Teresa Foster and Vicka Llamas are busy ladies.
When they’re not working full-time jobs, studying or more, they host the local community access cable TV show “Aquí Entre Nos,” which translates to “Here Among Us.”
“The challenge for me is time,” Foster said in Spanish. “It’s not easy. My family understands that my career is part of the family. They help me.”
“It’s really difficult to try to be the perfect wife, the perfect mother, the perfect worker and the perfect student,” added Llamas. “My husband and my family support me.”
Foster operates Teresa Foster Immigration and Naturalization Consultant Services. Llamas works as Napa County Office of Education’s teen pregnancy prevention coordinator and is studying for a master’s degree at Sacramento State University.
As busy as they are, Foster and Llamas say it’s worth the sacrifice of the eight or more hours that they put in to their cable television show on Napa Channel 28 each month. The show has aired in Napa for about two years and was designed to address rising teen birth rates among Latinas in Napa County.
Since its inception, “Aquí Entre Nos” has expanded to address subjects that are often considered ‘taboo’ such as teenage drug and alcohol abuse, academic expectations of children and preventing adolescent crime.
“We want parents to be able to communicate with their kids,” Llamas said.
Communication is an important part of the family structure in Mexico and other Latin American countries, Foster said, and when the family moves to the United States communication can suffer. Parents and children face many challenges when attempting to assimilate into American culture.
“When a family moves to the United States, they are coming to a country that does not belong to them,” Foster said. “In the schools, people don’t speak their language … (and they don’t celebrate their) customs.”
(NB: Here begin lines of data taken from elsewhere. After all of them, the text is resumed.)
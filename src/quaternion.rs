// Unit quaternion rotations

use std::ops::{Mul, MulAssign, Neg};

use crate::error::{Result, TransformError};
use crate::euler_angles::EulerAngles;
use crate::math_util::{safe_acos, sin_cos, POW_IDENTITY_THRESHOLD, SLERP_LINEAR_THRESHOLD};
use crate::rotation_matrix::RotationMatrix;
use crate::vector3::Vector3;

/// A quaternion `w + xi + yj + zk`.
///
/// Only unit quaternions represent rotations. `q` and `-q` represent the same
/// rotation.
#[repr(C)]
#[derive(Debug, Clone, Copy, PartialEq, bytemuck::Pod, bytemuck::Zeroable)]
pub struct Quaternion {
    pub w: f32,
    pub x: f32,
    pub y: f32,
    pub z: f32,
}

impl Default for Quaternion {
    fn default() -> Self {
        Self::IDENTITY
    }
}

impl Quaternion {
    /// The identity rotation.
    pub const IDENTITY: Quaternion = Quaternion::new(1.0, 0.0, 0.0, 0.0);

    pub const fn new(w: f32, x: f32, y: f32, z: f32) -> Self {
        Self { w, x, y, z }
    }

    /// Resets to the identity rotation.
    pub fn identity(&mut self) {
        *self = Self::IDENTITY;
    }

    pub fn about_x(theta: f32) -> Self {
        let (s, c) = sin_cos(theta * 0.5);
        Self::new(c, s, 0.0, 0.0)
    }

    pub fn about_y(theta: f32) -> Self {
        let (s, c) = sin_cos(theta * 0.5);
        Self::new(c, 0.0, s, 0.0)
    }

    pub fn about_z(theta: f32) -> Self {
        let (s, c) = sin_cos(theta * 0.5);
        Self::new(c, 0.0, 0.0, s)
    }

    /// Rotation of `theta` radians about `axis`, which must be unit length.
    pub fn from_axis_angle(axis: Vector3, theta: f32) -> Self {
        debug_assert!(axis.is_unit(), "rotation axis must be unit length");
        let (s, c) = sin_cos(theta * 0.5);
        Self::new(c, axis.x * s, axis.y * s, axis.z * s)
    }

    /// Quaternion rotating object space into inertial space for `orientation`.
    ///
    /// Equal to `heading * pitch * bank`: bank is applied first.
    pub fn object_to_inertial(orientation: &EulerAngles) -> Self {
        let (sh, ch) = sin_cos(orientation.heading * 0.5);
        let (sp, cp) = sin_cos(orientation.pitch * 0.5);
        let (sb, cb) = sin_cos(orientation.bank * 0.5);

        Self::new(
            ch * cp * cb + sh * sp * sb,
            ch * sp * cb + sh * cp * sb,
            sh * cp * cb - ch * sp * sb,
            ch * cp * sb - sh * sp * cb,
        )
    }

    /// Quaternion rotating inertial space into object space for `orientation`.
    ///
    /// Equal to `bank⁻¹ * pitch⁻¹ * heading⁻¹`: heading is undone first.
    pub fn inertial_to_object(orientation: &EulerAngles) -> Self {
        let (sh, ch) = sin_cos(orientation.heading * 0.5);
        let (sp, cp) = sin_cos(orientation.pitch * 0.5);
        let (sb, cb) = sin_cos(orientation.bank * 0.5);

        Self::new(
            ch * cp * cb + sh * sp * sb,
            -ch * sp * cb - sh * cp * sb,
            ch * sp * sb - sh * cp * cb,
            sh * sp * cb - ch * cp * sb,
        )
    }

    pub fn magnitude(&self) -> f32 {
        dot(self, self).sqrt()
    }

    /// Rescales to unit length.
    ///
    /// A zero quaternion is not a rotation: it is reset to the identity and
    /// `DegenerateInput` is returned.
    pub fn normalize(&mut self) -> Result<()> {
        let mag = self.magnitude();
        if mag > 0.0 {
            let inv = 1.0 / mag;
            self.w *= inv;
            self.x *= inv;
            self.y *= inv;
            self.z *= inv;
            Ok(())
        } else {
            log::warn!("normalizing a zero quaternion, resetting to identity");
            self.identity();
            Err(TransformError::degenerate(
                "Quaternion::normalize",
                "quaternion has zero magnitude",
            ))
        }
    }

    /// Rotation angle in radians, in [0, 2π].
    pub fn rotation_angle(&self) -> f32 {
        safe_acos(self.w) * 2.0
    }

    /// Unit rotation axis. Returns +X when the rotation is (numerically) the identity.
    pub fn rotation_axis(&self) -> Vector3 {
        let sin_half_sq = 1.0 - self.w * self.w;
        if sin_half_sq <= 0.0 {
            return Vector3::X;
        }
        let inv = 1.0 / sin_half_sq.sqrt();
        Vector3::new(self.x * inv, self.y * inv, self.z * inv)
    }

    /// Object→inertial quaternion for an inertial→object rotation matrix.
    ///
    /// Exact at every orientation, including near the pitch poles where the
    /// Euler conversions snap to gimbal lock. The sign of the result is arbitrary.
    pub fn from_rotation_matrix(m: &RotationMatrix) -> Self {
        // 4w² - 1, 4x² - 1, ... ; recover the largest component from its square
        // and the rest from sums/differences of off-diagonal pairs.
        let four_w_sq_minus_1 = m.m11 + m.m22 + m.m33;
        let four_x_sq_minus_1 = m.m11 - m.m22 - m.m33;
        let four_y_sq_minus_1 = m.m22 - m.m11 - m.m33;
        let four_z_sq_minus_1 = m.m33 - m.m11 - m.m22;

        let mut biggest = four_w_sq_minus_1;
        let mut index = 0;
        for (i, v) in [four_x_sq_minus_1, four_y_sq_minus_1, four_z_sq_minus_1]
            .into_iter()
            .enumerate()
        {
            if v > biggest {
                biggest = v;
                index = i + 1;
            }
        }

        let biggest_val = (biggest + 1.0).sqrt() * 0.5;
        let mult = 0.25 / biggest_val;

        match index {
            0 => Self::new(
                biggest_val,
                (m.m32 - m.m23) * mult,
                (m.m13 - m.m31) * mult,
                (m.m21 - m.m12) * mult,
            ),
            1 => Self::new(
                (m.m32 - m.m23) * mult,
                biggest_val,
                (m.m12 + m.m21) * mult,
                (m.m13 + m.m31) * mult,
            ),
            2 => Self::new(
                (m.m13 - m.m31) * mult,
                (m.m12 + m.m21) * mult,
                biggest_val,
                (m.m23 + m.m32) * mult,
            ),
            _ => Self::new(
                (m.m21 - m.m12) * mult,
                (m.m13 + m.m31) * mult,
                (m.m23 + m.m32) * mult,
                biggest_val,
            ),
        }
    }
}

/// Hamilton product. `a * b` rotates by `b` first, then by `a`.
impl Mul for Quaternion {
    type Output = Quaternion;

    fn mul(self, a: Quaternion) -> Quaternion {
        Quaternion::new(
            self.w * a.w - self.x * a.x - self.y * a.y - self.z * a.z,
            self.w * a.x + self.x * a.w + self.y * a.z - self.z * a.y,
            self.w * a.y + self.y * a.w + self.z * a.x - self.x * a.z,
            self.w * a.z + self.z * a.w + self.x * a.y - self.y * a.x,
        )
    }
}

impl MulAssign for Quaternion {
    fn mul_assign(&mut self, rhs: Quaternion) {
        *self = *self * rhs;
    }
}

impl Neg for Quaternion {
    type Output = Quaternion;

    fn neg(self) -> Quaternion {
        Quaternion::new(-self.w, -self.x, -self.y, -self.z)
    }
}

/// Four-component dot product.
pub fn dot(a: &Quaternion, b: &Quaternion) -> f32 {
    a.w * b.w + a.x * b.x + a.y * b.y + a.z * b.z
}

/// Spherical linear interpolation from `q0` (t = 0) to `q1` (t = 1) along the
/// shorter arc.
///
/// The result is not renormalized.
pub fn slerp(q0: &Quaternion, q1: &Quaternion, t: f32) -> Quaternion {
    if t <= 0.0 {
        return *q0;
    }
    if t >= 1.0 {
        return *q1;
    }

    let mut cos_omega = dot(q0, q1);

    // q1 and -q1 are the same rotation; pick the one on q0's side of the sphere.
    let mut target = *q1;
    if cos_omega < 0.0 {
        target = -target;
        cos_omega = -cos_omega;
    }
    debug_assert!(cos_omega < 1.1, "slerp inputs must be unit quaternions");

    let (k0, k1) = if cos_omega > SLERP_LINEAR_THRESHOLD {
        (1.0 - t, t)
    } else {
        let sin_omega = (1.0 - cos_omega * cos_omega).sqrt();
        let omega = sin_omega.atan2(cos_omega);
        let inv_sin_omega = 1.0 / sin_omega;
        (
            ((1.0 - t) * omega).sin() * inv_sin_omega,
            (t * omega).sin() * inv_sin_omega,
        )
    };

    Quaternion::new(
        k0 * q0.w + k1 * target.w,
        k0 * q0.x + k1 * target.x,
        k0 * q0.y + k1 * target.y,
        k0 * q0.z + k1 * target.z,
    )
}

/// The opposite rotation of a unit quaternion.
pub fn conjugate(q: &Quaternion) -> Quaternion {
    Quaternion::new(q.w, -q.x, -q.y, -q.z)
}

/// Scales the rotation angle of `q` by `exponent`.
///
/// Near-identity inputs come back unchanged, since their axis is undefined.
pub fn pow(q: &Quaternion, exponent: f32) -> Quaternion {
    if q.w.abs() > POW_IDENTITY_THRESHOLD {
        return *q;
    }

    let alpha = q.w.acos();
    let new_alpha = alpha * exponent;
    let mult = new_alpha.sin() / alpha.sin();

    Quaternion::new(new_alpha.cos(), q.x * mult, q.y * mult, q.z * mult)
}

#[cfg(test)]
mod tests {
    use super::*;
    use approx::assert_abs_diff_eq;
    use std::f32::consts::{FRAC_PI_2, PI};

    fn assert_quat_eq(a: Quaternion, b: Quaternion) {
        assert_abs_diff_eq!(a.w, b.w, epsilon = 1e-5);
        assert_abs_diff_eq!(a.x, b.x, epsilon = 1e-5);
        assert_abs_diff_eq!(a.y, b.y, epsilon = 1e-5);
        assert_abs_diff_eq!(a.z, b.z, epsilon = 1e-5);
    }

    #[test]
    fn zero_euler_is_identity() {
        assert_quat_eq(
            Quaternion::object_to_inertial(&EulerAngles::IDENTITY),
            Quaternion::IDENTITY,
        );
        assert_quat_eq(
            Quaternion::inertial_to_object(&EulerAngles::IDENTITY),
            Quaternion::IDENTITY,
        );
    }

    #[test]
    fn euler_expansion_matches_axis_products() {
        let e = EulerAngles::new(0.7, -0.4, 1.9);
        let expected = Quaternion::about_y(e.heading)
            * Quaternion::about_x(e.pitch)
            * Quaternion::about_z(e.bank);
        assert_quat_eq(Quaternion::object_to_inertial(&e), expected);

        let undo = Quaternion::inertial_to_object(&e) * Quaternion::object_to_inertial(&e);
        assert_quat_eq(undo, Quaternion::IDENTITY);
    }

    #[test]
    fn axis_rotations_match_axis_angle() {
        assert_eq!(Quaternion::about_x(0.3), Quaternion::from_axis_angle(Vector3::X, 0.3));
        assert_eq!(Quaternion::about_y(0.3), Quaternion::from_axis_angle(Vector3::Y, 0.3));
        assert_eq!(Quaternion::about_z(0.3), Quaternion::from_axis_angle(Vector3::Z, 0.3));
    }

    #[test]
    fn normalize_zero_quaternion_resets_to_identity() {
        let mut q = Quaternion::new(0.0, 0.0, 0.0, 0.0);
        assert!(matches!(
            q.normalize(),
            Err(TransformError::DegenerateInput { .. })
        ));
        assert_eq!(q, Quaternion::IDENTITY);
    }

    #[test]
    fn normalize_uses_every_component() {
        let mut q = Quaternion::new(1.0, 2.0, 3.0, 4.0);
        q.normalize().unwrap();
        assert_abs_diff_eq!(q.magnitude(), 1.0, epsilon = 1e-6);
        assert_abs_diff_eq!(q.z / q.w, 4.0, epsilon = 1e-5);
    }

    #[test]
    fn angle_and_axis() {
        let axis = Vector3::new(1.0, 1.0, 0.0).try_normalize().unwrap();
        let q = Quaternion::from_axis_angle(axis, 1.2);
        assert_abs_diff_eq!(q.rotation_angle(), 1.2, epsilon = 1e-5);
        let recovered = q.rotation_axis();
        assert_abs_diff_eq!(recovered.x, axis.x, epsilon = 1e-5);
        assert_abs_diff_eq!(recovered.y, axis.y, epsilon = 1e-5);
        assert_abs_diff_eq!(recovered.z, axis.z, epsilon = 1e-5);

        assert_eq!(Quaternion::IDENTITY.rotation_axis(), Vector3::X);
        assert_eq!(Quaternion::IDENTITY.rotation_angle(), 0.0);
    }

    #[test]
    fn conjugate_undoes_rotation() {
        let q = Quaternion::from_axis_angle(Vector3::new(0.0, 0.6, 0.8), 2.1);
        assert_quat_eq(q * conjugate(&q), Quaternion::IDENTITY);
        assert_quat_eq(conjugate(&q) * q, Quaternion::IDENTITY);
    }

    #[test]
    fn slerp_endpoints_and_midpoint() {
        let q0 = Quaternion::about_z(0.0);
        let q1 = Quaternion::about_z(FRAC_PI_2);
        assert_eq!(slerp(&q0, &q1, 0.0), q0);
        assert_eq!(slerp(&q0, &q1, 1.0), q1);
        assert_eq!(slerp(&q0, &q1, -0.5), q0);
        assert_eq!(slerp(&q0, &q1, 2.0), q1);
        assert_quat_eq(slerp(&q0, &q1, 0.5), Quaternion::about_z(PI / 4.0));
    }

    #[test]
    fn slerp_same_quaternion_is_constant() {
        let q = Quaternion::object_to_inertial(&EulerAngles::new(0.3, 0.2, -1.0));
        for t in [0.0, 0.25, 0.5, 0.75, 1.0] {
            assert_quat_eq(slerp(&q, &q, t), q);
        }
    }

    #[test]
    fn slerp_takes_the_short_way_round() {
        let q0 = Quaternion::about_y(0.2);
        let q1 = -Quaternion::about_y(0.8);
        assert!(dot(&q0, &q1) < 0.0);
        assert_quat_eq(slerp(&q0, &q1, 0.5), Quaternion::about_y(0.5));
    }

    #[test]
    fn rotation_matrix_converts_back_near_the_poles() {
        for e in [
            EulerAngles::new(0.3, 1.53, 0.5),
            EulerAngles::new(-2.0, -1.56, 1.2),
            EulerAngles::new(2.9, 0.2, -3.0),
            EulerAngles::new(0.0, 0.0, PI - 0.01),
        ] {
            let q = Quaternion::object_to_inertial(&e);
            let back = Quaternion::from_rotation_matrix(&RotationMatrix::from_euler(&e));
            assert_abs_diff_eq!(dot(&q, &back).abs(), 1.0, epsilon = 1e-5);
        }
    }

    #[test]
    fn pow_scales_the_angle() {
        let q = Quaternion::about_x(1.0);
        assert_quat_eq(pow(&q, 0.5), Quaternion::about_x(0.5));
        assert_quat_eq(pow(&q, 2.0), Quaternion::about_x(2.0));

        let tiny = Quaternion::about_x(1e-3);
        assert_eq!(pow(&tiny, 0.5), tiny);
    }
}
Foster said children who attempt to blend into the culture by wearing the hippest clothes, listening to new music, speaking English and hanging out with friends of different races may not feel comfortable communicating with their parents because they may feel that their parents no longer understand them. On the other hand, parents who see the changes happening in their children may not know how to talk to them about it.
“Aquí Entre Nos” doesn’t just address serious subjects of assimilation. It also highlights services such as the Napa County Office of Education’s Lending Closet, a program that lends prom dresses to young ladies throughout the county.
Llamas and Foster use “Aquí Entre Nos” to reach out to those families — children and parents — to help facilitate that communication. Foster and Llamas are not alone in their mission — they have help from local teachers, doctors, psychologists and other specialists and feature them on their show as guests.